Soft Timers Efficient Microsecond Software Timer Support for Network Processing

Soft TimersEfficient MicrosecondSoftware Timer Support for NetworkProcessing MOHIT ARON and PETER DRUSCHEL Rice University Published in ACM Transactions on Computer Systems, vol. 18(3), pp. 197.228, 2000. Presented By Glenn Diviney

What’s wrong with “Hard” timers? • Polling vs. Interrupts • Interrupts have high overhead and low latency • Polling has high latency and low overhead • Interruption is is expensive • CPU pipeline gets disrupted, cache and TLB get dirty. This is expensive • Generally not significant, so long as it’s done on the ms frequency • Example: Network interrupts can occur at the rate of tens of microseconds • Gigabit Ethernet requires a packet transmission every 12 µs (1500 bytes each)! • This amounts to a significant burden on the system if a context switch is involved each time

Interrupts • Device interrupts have a low latency but high overhead due to the added context switching • The executing thread gets preempted • Can occur at inopportune times which will slow down other work due to the cache pollution, TLB pollution, and pipeline purge resulting in high indirect costs

Polling • Polling has low overhead, but can have high latency due to the frequency of the poll: • The OS’s timer granularity depends directly on the frequency of the timer interrupts, as well as the overhead incurred by the interrupt • The cache, TLB, and pipeline costs can be avoided if the polling is done at the right time

What’s a Soft Timer? • “An operating system facility that allows efficient scheduling of software events at microsecond granularity.” • Takes advantage of states where handlers can be invoked at low cost: “Trigger States” • As in the case when the system is already context-switched to the kernel… why not see if other work can be done “while you’re in there?” • Schedule future events probabilistically

How Soft Timers work: hardware • Pentiums are usually shipped with a programmable timer, which can be told how often to interrupt the CPU. • These interrupts are usually assigned the highest priority in the OS, which can lead to TLB and cache misses • Testing indicated a total cost to be 4.45 µs on a 300mhz web server, which is insignificant at ms intervals but terrible at 20 µs intervals • Timer chip programmed to interrupt at ms intervals

How Soft Timers work: software • At unpredictable intervals, the system will arrive at “trigger states” • End of a system call • End of an exception handler • End of an interrupt handler • CPU idle • In these states, invoking an event handler is just a function call’s worth of overhead • TLB and Cache are already “disturbed” due to the triggering event, so no additional cost should be incurred • In these states, the OS’s Soft Timer facility checks for any pending events without incurring the cost of the hardware timer • Checks the clock (usually a CPU register) and compares it to the scheduled time of the earliest soft timer event.

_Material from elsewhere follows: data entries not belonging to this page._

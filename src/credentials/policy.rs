//! Credential health policy with exponential cooldown
//!
//! Pure decision functions shared by the selector, the recorders and the
//! cascade: eligibility, cooldown duration, selection ordering and error
//! classification. Nothing in here touches storage.

use std::cmp::Ordering;
use std::time::Duration;

use chrono::{DateTime, Utc};
use once_cell::sync::Lazy;
use regex::Regex;
use sha2::{Digest, Sha256};

use super::model::{Credential, CredentialStatus};

/// Printable ASCII without whitespace, 8 to 512 characters
static SECRET_FORMAT: Lazy<Regex> = Lazy::new(|| {
    Regex::new(r"^[\x21-\x7E]{8,512}$").expect("secret format regex is valid")
});

/// Configuration for health tracking
#[derive(Debug, Clone)]
pub struct HealthConfig {
    /// Consecutive failures before a credential enters cooldown (default: 3)
    pub failure_threshold: u32,
    /// Cooldown applied when the threshold is first reached (default: 30 seconds)
    pub initial_cooldown: Duration,
    /// Maximum cooldown duration (default: 10 minutes)
    pub max_cooldown: Duration,
    /// Multiplier for each failure beyond the threshold (default: 2.0)
    pub backoff_multiplier: f64,
}

impl Default for HealthConfig {
    fn default() -> Self {
        Self {
            failure_threshold: 3,
            initial_cooldown: Duration::from_secs(30),
            max_cooldown: Duration::from_secs(600),
            backoff_multiplier: 2.0,
        }
    }
}

/// Health decisions for credentials
#[derive(Debug, Clone, Default)]
pub struct HealthPolicy {
    config: HealthConfig,
}

impl HealthPolicy {
    pub fn new(config: HealthConfig) -> Self {
        Self { config }
    }

    pub fn config(&self) -> &HealthConfig {
        &self.config
    }

    /// Effective status at `now`.
    ///
    /// A cooldown whose `cooldown_until` has passed reads as Active. This is a
    /// view only: the stored status is left alone until the next success.
    pub fn refresh(&self, credential: &Credential, now: DateTime<Utc>) -> CredentialStatus {
        match credential.status {
            CredentialStatus::Cooldown => match credential.cooldown_until {
                Some(until) if now >= until => CredentialStatus::Active,
                Some(_) => CredentialStatus::Cooldown,
                // Cooldown without a deadline cannot expire on its own
                None => CredentialStatus::Cooldown,
            },
            status => status,
        }
    }

    /// Whether the credential may be handed out at `now`
    pub fn is_eligible(&self, credential: &Credential, now: DateTime<Utc>) -> bool {
        self.refresh(credential, now) == CredentialStatus::Active
    }

    /// Whether a failure count has reached the cooldown threshold
    pub fn should_cool_down(&self, consecutive_failures: u32) -> bool {
        consecutive_failures >= self.config.failure_threshold
    }

    /// Cooldown for a given failure count: initial * multiplier^(failures - threshold), capped
    pub fn cooldown_duration(&self, consecutive_failures: u32) -> Duration {
        let exponent = consecutive_failures.saturating_sub(self.config.failure_threshold);
        let exponent = i32::try_from(exponent).unwrap_or(i32::MAX);
        let max_secs = self.config.max_cooldown.as_secs_f64();
        let secs = self.config.initial_cooldown.as_secs_f64()
            * self.config.backoff_multiplier.powi(exponent);

        Duration::try_from_secs_f64(secs.min(max_secs)).unwrap_or(self.config.max_cooldown)
    }

    /// Deadline of a cooldown entered at `now`
    pub fn cooldown_until(&self, consecutive_failures: u32, now: DateTime<Utc>) -> DateTime<Utc> {
        let duration = self.cooldown_duration(consecutive_failures);
        chrono::Duration::from_std(duration)
            .ok()
            .and_then(|d| now.checked_add_signed(d))
            .unwrap_or(DateTime::<Utc>::MAX_UTC)
    }

    /// Selection order: fewest consecutive failures, then least recently used
    /// (never used first), then id for determinism.
    pub fn selection_order(a: &Credential, b: &Credential) -> Ordering {
        a.consecutive_failures
            .cmp(&b.consecutive_failures)
            .then_with(|| match (a.last_used_at, b.last_used_at) {
                (None, None) => Ordering::Equal,
                (None, Some(_)) => Ordering::Less,
                (Some(_), None) => Ordering::Greater,
                (Some(x), Some(y)) => x.cmp(&y),
            })
            .then_with(|| a.id.cmp(&b.id))
    }
}

/// Quota classification: HTTP 429 first, message text as a fallback heuristic
pub fn is_quota_error(http_status: Option<u16>, message: &str) -> bool {
    if http_status == Some(429) {
        return true;
    }
    let lowered = message.to_ascii_lowercase();
    lowered.contains("429") || lowered.contains("quota")
}

/// Reason a secret was rejected before use
#[derive(Debug, Clone, PartialEq, Eq, thiserror::Error)]
pub enum InvalidSecret {
    #[error("secret is empty")]
    Empty,
    #[error("secret must be 8-512 printable characters without whitespace")]
    Malformed,
}

/// Validate secret material before it is sent to a provider
pub fn validate_secret(secret: &str) -> Result<(), InvalidSecret> {
    if secret.trim().is_empty() {
        return Err(InvalidSecret::Empty);
    }
    if !SECRET_FORMAT.is_match(secret) {
        return Err(InvalidSecret::Malformed);
    }
    Ok(())
}

/// Short, stable fingerprint of a secret for logs and admin views
pub fn fingerprint(secret: &str) -> String {
    let digest = Sha256::digest(secret.as_bytes());
    hex::encode(&digest[..6])
}
//! Keypool - credential pool and adaptive model cascade
//!
//! This is the main entry point for the keypool server.

use std::net::SocketAddr;
use std::sync::Arc;

use anyhow::Result;
use tokio::signal;
use tracing::{info, warn};

use keypool::{routes, AppState, Config};

#[tokio::main]
async fn main() -> Result<()> {
    // Load environment variables from .env file
    dotenvy::dotenv().ok();

    // Initialize tracing
    let filter = tracing_subscriber::EnvFilter::try_from_default_env()
        .unwrap_or_else(|_| "keypool=info,tower_http=info".into());
    let subscriber = tracing_subscriber::fmt()
        .with_env_filter(filter)
        .with_target(true)
        .with_thread_ids(true);
    if std::env::var("LOG_FORMAT").map(|v| v == "json").unwrap_or(false) {
        subscriber.json().init();
    } else {
        subscriber.init();
    }

    info!("Starting keypool");

    // Load configuration
    let config = Config::from_env()?;
    info!(
        store = ?config.store_backend,
        failure_threshold = config.failure_threshold,
        "Configuration loaded successfully"
    );

    // Initialize metrics
    routes::metrics::init_metrics();
    info!("Metrics initialized");

    // Initialize application state
    let state = Arc::new(AppState::new(config.clone()).await?);
    info!("Application state initialized");

    // Build the router
    let app = routes::create_router(state.clone());

    // Bind to address
    let addr: SocketAddr = format!("{}:{}", config.host, config.port).parse()?;
    info!("Listening on {}", addr);

    let listener = tokio::net::TcpListener::bind(addr).await?;

    // Start server with graceful shutdown
    axum::serve(listener, app)
        .with_graceful_shutdown(shutdown_signal())
        .await?;

    info!("keypool shutdown complete");
    Ok(())
}

/// Handle graceful shutdown signals
async fn shutdown_signal() {
    let ctrl_c = async {
        if let Err(e) = signal::ctrl_c().await {
            warn!(error = %e, "Failed to listen for Ctrl+C");
            std::future::pending::<()>().await;
        }
    };

    #[cfg(unix)]
    let terminate = async {
        match signal::unix::signal(signal::unix::SignalKind::terminate()) {
            Ok(mut sigterm) => {
                sigterm.recv().await;
            }
            Err(e) => {
                warn!(error = %e, "Failed to install SIGTERM handler");
                std::future::pending::<()>().await;
            }
        }
    };

    #[cfg(not(unix))]
    let terminate = std::future::pending::<()>();

    tokio::select! {
        _ = ctrl_c => {
            warn!("Received Ctrl+C, initiating shutdown");
        }
        _ = terminate => {
            warn!("Received SIGTERM, initiating shutdown");
        }
    }
}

The catch • Events might get delayed past a scheduled time • Only the hardware interrupt is guaranteed to happen (providing an upper bound on execution) • Other trigger states appear as random events to the system, or may not happen at all between hardware interrupts

Implementation • Soft timers provide the following operations • measure_resolution(): returns a 64-bit value which represents the clock resolution in hertz • measure_time(): returns a 64 bit value representing the current time whose resolution is given by measure_resolution() • schedule_soft_event(T, handler): schedules “handler” to run “T” ticks in the future • interrupt_clock_resolution(): provides the minimal resolution, which is that of the hardware interrupter • When invoked, the Soft Timer facility executes all handlers which have a T that is less than the value given by a call to measure_time() by 1.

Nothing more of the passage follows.